* _Task inputs_:
*** Begin section ***
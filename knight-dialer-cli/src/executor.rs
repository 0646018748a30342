//! Parallel executor for running walk counters

use crate::config::Config;
use crate::error::CliError;
use itertools::Itertools;
use knight_dialer::{Count, Graph, Method, Node, WalkError};
use rayon::prelude::*;
use std::time::{Duration, Instant};
use tracing::{debug, info};

/// Result from a single method run
#[derive(Debug, Clone)]
pub struct MethodResult {
    pub method: Method,
    pub start: Node,
    pub hops: u32,
    pub count: Result<Count, WalkError>,
    pub duration: Duration,
}

/// Work item representing one method run from one start key
#[derive(Debug, Clone, Copy)]
pub struct WorkItem {
    pub method: Method,
    pub start: Node,
}

/// Parallel executor for running walk counters
pub struct Executor {
    methods: Vec<Method>,
    starts: Vec<Node>,
    hops: u32,
    thread_pool: rayon::ThreadPool,
}

impl Executor {
    /// Create a new executor from config
    pub fn new<const N: usize>(config: &Config, graph: &Graph<N>) -> Result<Self, CliError> {
        let thread_pool = rayon::ThreadPoolBuilder::new()
            .num_threads(config.thread_count)
            .build()
            .map_err(|e| CliError::ThreadPool(e.to_string()))?;

        let starts = if config.all_starts {
            graph.nodes().collect()
        } else {
            vec![config.start]
        };

        Ok(Self {
            methods: config.methods.clone(),
            starts,
            hops: config.hops,
            thread_pool,
        })
    }

    /// Work items ordered by start key, then method
    pub fn collect_work_items(&self) -> Vec<WorkItem> {
        self.starts
            .iter()
            .cartesian_product(&self.methods)
            .map(|(&start, &method)| WorkItem { method, start })
            .collect()
    }

    /// Run every work item on the pool, returning results in work-item order
    pub fn execute<const N: usize>(&self, graph: &Graph<N>) -> Vec<MethodResult> {
        let work_items = self.collect_work_items();
        info!(
            items = work_items.len(),
            threads = self.thread_pool.current_num_threads(),
            "running walk counters"
        );

        self.thread_pool.install(|| {
            work_items
                .into_par_iter()
                .map(|work| run_method(graph, work, self.hops))
                .collect()
        })
    }
}

/// Time one method run
fn run_method<const N: usize>(graph: &Graph<N>, work: WorkItem, hops: u32) -> MethodResult {
    let started = Instant::now();
    let count = work.method.count(graph, work.start, hops);
    let duration = started.elapsed();
    debug!(
        method = work.method.name(),
        start = work.start,
        ?count,
        ?duration,
        "method finished"
    );

    MethodResult {
        method: work.method,
        start: work.start,
        hops,
        count,
        duration,
    }
}

/// The result every method agreed on, one per start key.
///
/// Methods must agree on failures too: an overflow reported by one method
/// while another returns a count is a disagreement.
pub fn check_agreement(
    results: &[MethodResult],
) -> Result<Vec<(Node, Result<Count, WalkError>)>, CliError> {
    let by_start = results.iter().chunk_by(|r| r.start);
    by_start
        .into_iter()
        .filter_map(|(start, group)| {
            let group: Vec<&MethodResult> = group.collect();
            let first = group.first()?;

            if !group.iter().map(|r| &r.count).all_equal() {
                return Some(Err(CliError::Disagreement {
                    start,
                    hops: first.hops,
                    counts: group
                        .iter()
                        .map(|r| format!("{}={}", r.method, format_count(&r.count)))
                        .join(", "),
                }));
            }

            Some(Ok((start, first.count.clone())))
        })
        .collect()
}

/// A count, or its error, for display
pub fn format_count(count: &Result<Count, WalkError>) -> String {
    match count {
        Ok(count) => count.to_string(),
        Err(e) => format!("error: {}", e),
    }
}

#[cfg(test)]
mod tests {
    use super::*;
    use crate::cli::Args;
    use clap::Parser;

    fn executor_for(argv: &[&str]) -> (Executor, Graph<10>) {
        let graph = Graph::keypad().unwrap();
        let argv = std::iter::once("dialer").chain(argv.iter().copied());
        let args = Args::try_parse_from(argv).unwrap();
        let config = Config::from_args(args, &graph).unwrap();
        (Executor::new(&config, &graph).unwrap(), graph)
    }

    fn result(method: Method, start: Node, count: Result<Count, WalkError>) -> MethodResult {
        MethodResult {
            method,
            start,
            hops: 3,
            count,
            duration: Duration::ZERO,
        }
    }

    #[test]
    fn test_work_items_cover_every_start_and_method() {
        let (executor, _) = executor_for(&["--all-starts", "-m", "dp,matrix-power"]);
        let items = executor.collect_work_items();
        assert_eq!(items.len(), 20);
        assert_eq!(items[0].start, 0);
        assert_eq!(items[0].method, Method::Dp);
        assert_eq!(items[1].method, Method::MatrixPower);
        assert_eq!(items[19].start, 9);
    }

    #[test]
    fn test_execute_preserves_order_and_agrees() {
        let (executor, graph) = executor_for(&["--threads", "4"]);
        let results = executor.execute(&graph);
        let methods: Vec<Method> = results.iter().map(|r| r.method).collect();
        assert_eq!(methods, Method::ALL.to_vec());

        let agreed = check_agreement(&results).unwrap();
        assert_eq!(agreed, vec![(6, Ok(6))]);
    }

    #[test]
    fn test_all_starts_match_hop_counts() {
        let (executor, graph) = executor_for(&["--all-starts", "-n", "5", "-m", "memoized,dp"]);
        let agreed = check_agreement(&executor.execute(&graph)).unwrap();
        let counts: Vec<Count> = agreed.into_iter().map(|(_, c)| c.unwrap()).collect();
        assert_eq!(counts, vec![64, 52, 52, 52, 84, 0, 84, 52, 52, 52]);
    }

    #[test]
    fn test_disagreement_is_reported() {
        let results = vec![
            result(Method::Naive, 4, Ok(8)),
            result(Method::Dp, 4, Ok(9)),
        ];
        match check_agreement(&results) {
            Err(CliError::Disagreement { start, hops, counts }) => {
                assert_eq!(start, 4);
                assert_eq!(hops, 3);
                assert_eq!(counts, "naive=8, dp=9");
            }
            other => panic!("expected disagreement, got {:?}", other),
        }
    }

    #[test]
    fn test_overflow_next_to_a_count_is_a_disagreement() {
        let results = vec![
            result(Method::Memoized, 5, Ok(0)),
            result(Method::Dp, 5, Err(WalkError::Overflow)),
        ];
        match check_agreement(&results) {
            Err(CliError::Disagreement { start, counts, .. }) => {
                assert_eq!(start, 5);
                assert_eq!(counts, "memoized=0, dp=error: Walk count overflowed u128");
            }
            other => panic!("expected disagreement, got {:?}", other),
        }
    }

    #[test]
    fn test_shared_overflow_is_agreement() {
        let results = vec![
            result(Method::Memoized, 6, Err(WalkError::Overflow)),
            result(Method::Dp, 6, Err(WalkError::Overflow)),
        ];
        let agreed = check_agreement(&results).unwrap();
        assert_eq!(agreed, vec![(6, Err(WalkError::Overflow))]);
    }

    #[test]
    fn test_isolated_key_agrees_past_overflow_elsewhere() {
        let (executor, graph) = executor_for(&["--all-starts", "-n", "108"]);
        let agreed = check_agreement(&executor.execute(&graph)).unwrap();
        for (start, count) in agreed {
            let expected = if start == 5 { Ok(0) } else { Err(WalkError::Overflow) };
            assert_eq!(count, expected, "key {}", start);
        }
    }
}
*** End section ***
* _Your goal_:
Whenever a line in the entries above includes the word "CliError", pull that line out.

* _Problem solution_:
use crate::error::CliError;
    pub fn new<const N: usize>(config: &Config, graph: &Graph<N>) -> Result<Self, CliError> {
            .map_err(|e| CliError::ThreadPool(e.to_string()))?;
) -> Result<Vec<(Node, Result<Count, WalkError>)>, CliError> {
                return Some(Err(CliError::Disagreement {
            Err(CliError::Disagreement { start, hops, counts }) => {
            Err(CliError::Disagreement { start, counts, .. }) => {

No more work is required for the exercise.